Thursday, July 5, 2012

I Miss Mayberry

I learned of the death of Andy Griffith Tuesday while I was driving back to the area where I grew up.   I did not grow up in Mayberry; in fact my hometown is much smaller.   As a kid, we didn't even have a Sheriff or any kind of police presence in our town.  We did have a town drunk though. 

The Andy Griffith Show (AGS) was based in the fictional southern town of Mayberry, NC; but it could have been any small town in the US.  Debuting in 1960,  it ran until 1968 and then gave way to Mayberry RFD (1968-1971). We purist will tell you that vintage AGS ended when it began being broadcast in color.

CBS had a host of sticoms that centered around small city or rural life:  The Beverly Hillbillies, Petticoat Junction,  Green Acres, Hee Haw and Gomer Pyles USMC (a spin-off of AGS), This homespun approached appealed to middle America but not so much to Madison Avenue.  Despite the fact that overall ratings were still strong, the demographics were not what national advertisers were looking to reach.  CBS, which stood for the Columbia Broadcasting System started being called the Country Broadcasting System among the advertising execs.

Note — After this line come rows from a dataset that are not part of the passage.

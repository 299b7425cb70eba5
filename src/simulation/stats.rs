//! Expected-value statistics over a batch of runs.

use crate::simulation::batch::RunResult;
use crate::simulation::engine::Termination;
use serde::Serialize;
use std::collections::BTreeMap;
use thiserror::Error;

#[derive(Error, Debug)]
pub enum ReportError {
    #[error("IO error: {0}")]
    IoError(#[from] std::io::Error),
    #[error("JSON error: {0}")]
    JsonError(#[from] serde_json::Error),
}

/// Mean final value of every pool channel
#[derive(Debug, Clone, Default, Serialize)]
pub struct PoolMeans {
    pub white: f64,
    pub blue: f64,
    pub black: f64,
    pub red: f64,
    pub green: f64,
    pub colorless: f64,
    pub treasures: f64,
    pub untaps: f64,
    pub prowess: f64,
}

/// How many runs stopped for each reason
#[derive(Debug, Clone, Default, PartialEq, Eq, Serialize)]
pub struct TerminationCounts {
    pub spell_resolved: usize,
    pub unaffordable: usize,
    pub cast_limit: usize,
}

/// Aggregate results from many runs
#[derive(Debug, Clone, Default, Serialize)]
pub struct BatchSummary {
    pub num_runs: usize,
    pub mean_pool: PoolMeans,
    pub mean_casts: f64,
    pub mean_copies: f64,
    pub max_casts: u32,
    /// Fraction of all coin flips that came up heads (0 when nothing flipped)
    pub heads_fraction: f64,
    /// casts per run -> number of runs
    pub cast_distribution: BTreeMap<u32, usize>,
    pub terminations: TerminationCounts,
}

/// Aggregate results from multiple runs
pub fn aggregate_results(results: &[RunResult]) -> BatchSummary {
    let mut summary = BatchSummary {
        num_runs: results.len(),
        ..BatchSummary::default()
    };

    if results.is_empty() {
        return summary;
    }

    let mut totals = [0i64; 9];
    let mut total_casts = 0u64;
    let mut total_copies = 0u64;
    let mut total_heads = 0usize;
    let mut total_flips = 0usize;

    for result in results {
        let pool = &result.pool;
        let channels = [
            pool.mana.white,
            pool.mana.blue,
            pool.mana.black,
            pool.mana.red,
            pool.mana.green,
            pool.mana.colorless,
            pool.treasures,
            pool.untaps,
            pool.prowess,
        ];
        for (total, value) in totals.iter_mut().zip(channels) {
            *total += value as i64;
        }

        total_casts += result.casts as u64;
        total_copies += result.copies as u64;
        total_heads += result.heads;
        total_flips += result.flips;
        summary.max_casts = summary.max_casts.max(result.casts);
        *summary.cast_distribution.entry(result.casts).or_insert(0) += 1;

        match result.termination {
            Termination::SpellResolved => summary.terminations.spell_resolved += 1,
            Termination::Unaffordable => summary.terminations.unaffordable += 1,
            Termination::CastLimit => summary.terminations.cast_limit += 1,
        }
    }

    let n = results.len() as f64;
    let mean = |total: i64| total as f64 / n;
    summary.mean_pool = PoolMeans {
        white: mean(totals[0]),
        blue: mean(totals[1]),
        black: mean(totals[2]),
        red: mean(totals[3]),
        green: mean(totals[4]),
        colorless: mean(totals[5]),
        treasures: mean(totals[6]),
        untaps: mean(totals[7]),
        prowess: mean(totals[8]),
    };
    summary.mean_casts = total_casts as f64 / n;
    summary.mean_copies = total_copies as f64 / n;
    summary.heads_fraction = if total_flips > 0 {
        total_heads as f64 / total_flips as f64
    } else {
        0.0
    };

    summary
}

/// A batch summary with enough context to reproduce it
#[derive(Debug, Serialize)]
pub struct Report<'a> {
    pub generated_at: String,
    pub spell: &'a str,
    pub board: Vec<&'a str>,
    pub starting_pool: String,
    pub base_seed: u64,
    pub cast_limit: Option<u32>,
    pub summary: &'a BatchSummary,
}

impl Report<'_> {
    pub fn save(&self, path: &str) -> Result<(), ReportError> {
        let json = serde_json::to_string_pretty(self)?;
        std::fs::write(path, json)?;
        Ok(())
    }
}
use rand::Rng;
use rand_chacha::ChaCha8Rng;
use rand::SeedableRng;
use serde::Serialize;
use std::fmt;

/// Outcome of a single coin flip
#[derive(Debug, Clone, Copy, PartialEq, Eq, Hash, Serialize)]
pub enum Coin {
    Heads,
    Tails,
}

impl fmt::Display for Coin {
    fn fmt(&self, f: &mut fmt::Formatter<'_>) -> fmt::Result {
        match self {
            Coin::Heads => write!(f, "HEADS"),
            Coin::Tails => write!(f, "TAILS"),
        }
    }
}

/// Seeded random number generator for reproducible simulations
#[derive(Clone)]
pub struct GameRng {
    rng: ChaCha8Rng,
    seed: u64,
}

impl GameRng {
    /// Create a new GameRng with an optional seed
    /// If seed is None, generates a random seed
    pub fn new(seed: Option<u64>) -> Self {
        let seed = seed.unwrap_or_else(|| {
            use rand::thread_rng;
            thread_rng().gen()
        });

        let rng = ChaCha8Rng::seed_from_u64(seed);
        GameRng { rng, seed }
    }

    /// Get the seed used for this RNG
    pub fn seed(&self) -> u64 {
        self.seed
    }

    /// Flip a fair coin
    pub fn flip(&mut self) -> Coin {
        if self.rng.gen_bool(0.5) {
            Coin::Heads
        } else {
            Coin::Tails
        }
    }
}
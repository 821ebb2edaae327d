//! Durable persistence gateway for transfer records.
//!
//! The engine never touches rows directly: it reads a record, computes a
//! state transition, and commits through a compare-and-update guarded by
//! the version observed at read time. A failed compare means another
//! writer got there first and the engine retries the whole cycle, so an
//! attempt is never double-counted and a payload is never double-consumed.
//!
//! ## Security
//!
//! - `secure_delete` is enabled so purged blobs are overwritten on disk
//! - No plaintext payload ever reaches storage

mod database;
mod schema;

pub use database::{Database, DatabaseConfig};

use crate::error::Result;
use crate::transfer::{LegacyRecord, SessionRecord, TransferId};

/// Persistence contract consumed by the transfer engine.
///
/// Implementations must make `compare_and_update_*` atomic with respect to
/// concurrent writers: the update applies only when the stored version
/// still equals `expected_version`, and a successful update bumps the
/// stored version by one.
pub trait TransferStore {
    /// Persist a new legacy record.
    fn create_legacy(&self, record: &LegacyRecord) -> Result<()>;

    /// Fetch a legacy record by id.
    fn get_legacy(&self, id: &TransferId) -> Result<Option<LegacyRecord>>;

    /// Commit `record` only if the stored version equals `expected_version`.
    /// Returns `false` on a version conflict.
    fn compare_and_update_legacy(
        &self,
        expected_version: u64,
        record: &LegacyRecord,
    ) -> Result<bool>;

    /// Delete a legacy record.
    fn delete_legacy(&self, id: &TransferId) -> Result<()>;

    /// Persist a new session record.
    fn create_session(&self, record: &SessionRecord) -> Result<()>;

    /// Fetch a session record by id.
    fn get_session(&self, id: &TransferId) -> Result<Option<SessionRecord>>;

    /// Commit `record` only if the stored version equals `expected_version`.
    /// Returns `false` on a version conflict.
    fn compare_and_update_session(
        &self,
        expected_version: u64,
        record: &SessionRecord,
    ) -> Result<bool>;

    /// Delete a session record.
    fn delete_session(&self, id: &TransferId) -> Result<()>;

    /// Delete rows that are past expiry or already terminal, reclaiming
    /// storage. Correctness never depends on this running: expiry is
    /// checked lazily at access time.
    fn sweep(&self, now: i64) -> Result<usize>;
}
//! End-to-end session machine.
//!
//! States: `WaitingForReceiver -> KeyGenerated -> FileUploaded ->
//! {Consumed, Expired}`. The receiver generates its ElGamal keypair
//! locally (see [`crate::crypto::elgamal::generate_keypair`]) and
//! discloses only `(p, g, y)`; the private exponent is supplied at
//! decrypt time and never stored server-side. Expiry takes precedence
//! over every guarded transition.

use super::{
    seal_payload, validate_payload, ReleasedFile, SessionRecord, SessionStatus, SessionTicket,
    StatusReport, TransferEngine, TransferId, UploadReceipt, CAS_RETRY_LIMIT, MAX_PIN_ATTEMPTS,
};
use crate::crypto::elgamal::{ElGamalPrivateKey, ElGamalPublicKey};
use crate::error::{Error, Result};
use crate::logging::RedactedHex;
use crate::storage::TransferStore;
use rand::{CryptoRng, RngCore};
use tracing::{info, warn};

impl<S: TransferStore> TransferEngine<S> {
    /// Open a session on behalf of `sender`. No key material exists yet;
    /// the returned ticket is what the receiver uses to join.
    pub fn create_session(
        &self,
        rng: &mut (impl RngCore + CryptoRng),
        sender: &str,
        ttl_secs: i64,
    ) -> Result<SessionTicket> {
        if sender.trim().is_empty() {
            return Err(Error::Validation("sender label is empty".into()));
        }
        let now = chrono::Utc::now().timestamp();
        let expires_at = now + ttl_secs;
        let id = TransferId::generate(rng);

        let record = SessionRecord {
            id,
            version: 0,
            status: SessionStatus::WaitingForReceiver,
            sender: sender.to_string(),
            key_p: Vec::new(),
            key_g: Vec::new(),
            key_y: Vec::new(),
            ciphertext: Vec::new(),
            encrypted_key: Vec::new(),
            digest: None,
            file_name: None,
            tree: Vec::new(),
            original_size: 0,
            compressed_size: 0,
            attempt_count: 0,
            expires_at,
            created_at: now,
            receiver_joined_at: None,
            key_generated_at: None,
            file_uploaded_at: None,
            accessed_at: None,
        };
        self.store().create_session(&record)?;

        let id_hex = id.to_hex();
        info!(id = %RedactedHex(&id_hex), "session created");
        Ok(SessionTicket {
            join_token: id_hex.clone(),
            id: id_hex,
            expires_at,
        })
    }

    /// Record that the receiver joined. Permitted only while waiting for
    /// the receiver; the status itself does not change, since no key
    /// material exists yet.
    pub fn join_session(&self, id: &TransferId) -> Result<()> {
        self.transition_session(id, |record, now| {
            if record.status != SessionStatus::WaitingForReceiver {
                return Err(Error::SessionState("session is not accepting a receiver".into()));
            }
            if record.receiver_joined_at.is_some() {
                return Err(Error::SessionState("receiver already joined".into()));
            }
            record.receiver_joined_at = Some(now);
            Ok(())
        })
    }

    /// Publish the receiver's public key triple `(p, g, y)` and move to
    /// `KeyGenerated`. The private exponent stays with the receiver.
    pub fn publish_session_key(&self, id: &TransferId, public: &ElGamalPublicKey) -> Result<()> {
        let (p, g, y) = public.components();
        self.transition_session(id, move |record, now| {
            if record.status != SessionStatus::WaitingForReceiver {
                return Err(Error::SessionState("key already published".into()));
            }
            record.key_p = p.clone();
            record.key_g = g.clone();
            record.key_y = y.clone();
            record.status = SessionStatus::KeyGenerated;
            record.key_generated_at = Some(now);
            Ok(())
        })?;
        info!(id = %RedactedHex(&id.to_hex()), "session key published");
        Ok(())
    }

    /// Upload the sender's file into a keyed session.
    ///
    /// Fails with [`Error::SessionState`] unless the session is exactly in
    /// `KeyGenerated`. Encryption is keyed to the published public key;
    /// the server ends up with nothing it can decrypt.
    pub fn upload_session_file(
        &self,
        rng: &mut (impl RngCore + CryptoRng),
        id: &TransferId,
        file_name: &str,
        payload: &[u8],
    ) -> Result<UploadReceipt> {
        validate_payload(file_name, payload)?;

        for _ in 0..CAS_RETRY_LIMIT {
            let mut record = self.store().get_session(id)?.ok_or(Error::NotFound)?;
            let observed_version = record.version;
            let now = chrono::Utc::now().timestamp();

            if now >= record.expires_at {
                self.expire_session(record)?;
                return Err(Error::Expired);
            }
            match record.status {
                SessionStatus::KeyGenerated => {}
                SessionStatus::WaitingForReceiver => {
                    return Err(Error::SessionState("receiver has not published a key".into()))
                }
                SessionStatus::FileUploaded => {
                    return Err(Error::SessionState("file already uploaded".into()))
                }
                SessionStatus::Consumed => return Err(Error::Consumed),
                SessionStatus::Expired => return Err(Error::Expired),
            }

            let public =
                ElGamalPublicKey::from_components(&record.key_p, &record.key_g, &record.key_y)?;
            let sealed = seal_payload(rng, &public, payload)?;

            record.ciphertext = sealed.ciphertext;
            record.encrypted_key = sealed.encrypted_key;
            record.tree = sealed.tree;
            record.digest = Some(sealed.digest);
            record.file_name = Some(file_name.to_string());
            record.original_size = sealed.stats.original_size;
            record.compressed_size = sealed.stats.compressed_size;
            record.status = SessionStatus::FileUploaded;
            record.file_uploaded_at = Some(now);

            if !self
                .store()
                .compare_and_update_session(observed_version, &record)?
            {
                continue;
            }
            info!(
                id = %RedactedHex(&id.to_hex()),
                size = payload.len(),
                "session file uploaded"
            );
            return Ok(UploadReceipt {
                stats: sealed.stats,
                uploaded_at: now,
            });
        }
        Err(Error::Storage("record contention retry limit reached".into()))
    }

    /// Decrypt an uploaded session file with the receiver's private
    /// exponent.
    ///
    /// The exponent arrives from the caller and is used transiently; it is
    /// never persisted. Success consumes the session and purges the
    /// payload. A digest mismatch leaves the session untouched; any other
    /// pipeline failure is counted as a failed attempt (audit only -
    /// sessions never lock).
    pub fn decrypt_session(&self, id: &TransferId, exponent: &[u8]) -> Result<ReleasedFile> {
        for _ in 0..CAS_RETRY_LIMIT {
            let mut record = self.store().get_session(id)?.ok_or(Error::NotFound)?;
            let observed_version = record.version;
            let now = chrono::Utc::now().timestamp();

            if now >= record.expires_at {
                self.expire_session(record)?;
                return Err(Error::Expired);
            }
            match record.status {
                SessionStatus::FileUploaded => {}
                SessionStatus::WaitingForReceiver | SessionStatus::KeyGenerated => {
                    return Err(Error::SessionState("no file uploaded yet".into()))
                }
                SessionStatus::Consumed => return Err(Error::Consumed),
                SessionStatus::Expired => return Err(Error::Expired),
            }

            let digest = record
                .digest
                .ok_or_else(|| Error::Storage("uploaded session lacks a digest".into()))?;
            let private = ElGamalPrivateKey::from_exponent_bytes(&record.key_p, exponent)?;
            let opened = super::open_payload(
                &private,
                &record.ciphertext,
                &record.encrypted_key,
                &record.tree,
                record.original_size,
                &digest,
            );

            let plaintext = match opened {
                Ok(plaintext) => plaintext,
                // A digest mismatch leaves the record untouched so a
                // retry through an uncorrupted path stays possible.
                Err(Error::IntegrityMismatch) => return Err(Error::IntegrityMismatch),
                Err(e) => {
                    record.attempt_count = record.attempt_count.saturating_add(1);
                    record.accessed_at = Some(now);
                    if !self
                        .store()
                        .compare_and_update_session(observed_version, &record)?
                    {
                        continue;
                    }
                    warn!(
                        id = %RedactedHex(&id.to_hex()),
                        attempts = record.attempt_count,
                        "session decrypt failed"
                    );
                    return Err(e);
                }
            };

            let file_name = record
                .file_name
                .clone()
                .ok_or_else(|| Error::Storage("uploaded session lacks a file name".into()))?;
            record.status = SessionStatus::Consumed;
            record.purge();
            record.accessed_at = Some(now);
            if !self
                .store()
                .compare_and_update_session(observed_version, &record)?
            {
                // Another decrypt won the race; never release twice.
                continue;
            }

            info!(id = %RedactedHex(&id.to_hex()), "session consumed");
            return Ok(ReleasedFile {
                file_name,
                bytes: plaintext,
            });
        }
        Err(Error::Storage("record contention retry limit reached".into()))
    }

    /// Read-only status view of a session.
    pub fn session_status(&self, id: &TransferId) -> Result<StatusReport> {
        let record = self.store().get_session(id)?.ok_or(Error::NotFound)?;
        let now = chrono::Utc::now().timestamp();
        let status = if now >= record.expires_at && !record.status.is_terminal() {
            SessionStatus::Expired
        } else {
            record.status
        };
        Ok(StatusReport {
            status: status.as_str().to_string(),
            attempts_remaining: MAX_PIN_ATTEMPTS.saturating_sub(record.attempt_count),
            expires_in_secs: (record.expires_at - now).max(0),
        })
    }

    /// Apply a guarded mutation to a session through the CAS cycle.
    /// Expiry is checked before the transition on every pass.
    fn transition_session(
        &self,
        id: &TransferId,
        transition: impl Fn(&mut SessionRecord, i64) -> Result<()>,
    ) -> Result<()> {
        for _ in 0..CAS_RETRY_LIMIT {
            let mut record = self.store().get_session(id)?.ok_or(Error::NotFound)?;
            let observed_version = record.version;
            let now = chrono::Utc::now().timestamp();

            if now >= record.expires_at {
                self.expire_session(record)?;
                return Err(Error::Expired);
            }

            transition(&mut record, now)?;
            if self
                .store()
                .compare_and_update_session(observed_version, &record)?
            {
                return Ok(());
            }
        }
        Err(Error::Storage("record contention retry limit reached".into()))
    }

    /// Persist the lazy expiry transition and purge the payload. Terminal
    /// states are left as they are; a lost race is fine, since whoever won
    /// observed expiry too.
    fn expire_session(&self, mut record: SessionRecord) -> Result<()> {
        if record.status.is_terminal() {
            return Ok(());
        }
        let observed_version = record.version;
        record.status = SessionStatus::Expired;
        record.purge();
        let _ = self
            .store()
            .compare_and_update_session(observed_version, &record)?;
        Ok(())
    }
}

Not all that slowly, CBS began to cancel these shows; replacing them with more urban and "socially conscience" shows, i.e., All in the Family, Mary Tyler Moore, Rhoda, Good Times, The Jeffersons, One Day at a Time and Maude.

The shows in the 60's did not match the real life of the 60's.  Perhaps that is why they were so embraced by us "common folk".  In Mayberry the biggest issues were Barney and Thelma Lou's relationship; Opie getting the wrong grade on a report card; Andy's dating life (he sure dated a lot of good looking women in such a small town*).  Then, occasionally, there was some lawman's work where Barney's courage was always tested.

{*We purist think Helen was a b%^$# and Andy should have married Peggy the nurse.  Much hotter!}

In real life the 60's were anything but what we saw in prime time.  It all seemed to begin in November of 1963 with the assassination of John F. Kennedy.  From that day on, all Hell broke loose: the assassinations of Malcom X, Martin Luther King, Robert Kennedy; and the attempt on the life of George Wallace. There was Viet Nam, the Civil Rights race riots in L.A.and Detroit, waterhoses and police dogs in Birmingham, the Manson Family, and Richard Speck.  No...Mayberry was not real life at all!

Even my tiny hometown was not immune.  One of our own died in Viet Nam.   The biggest battle Gomer Pyle ever faced was Sergeant Carter!  Shows like AGS helped us escape, if for only 30 minutes at a time. 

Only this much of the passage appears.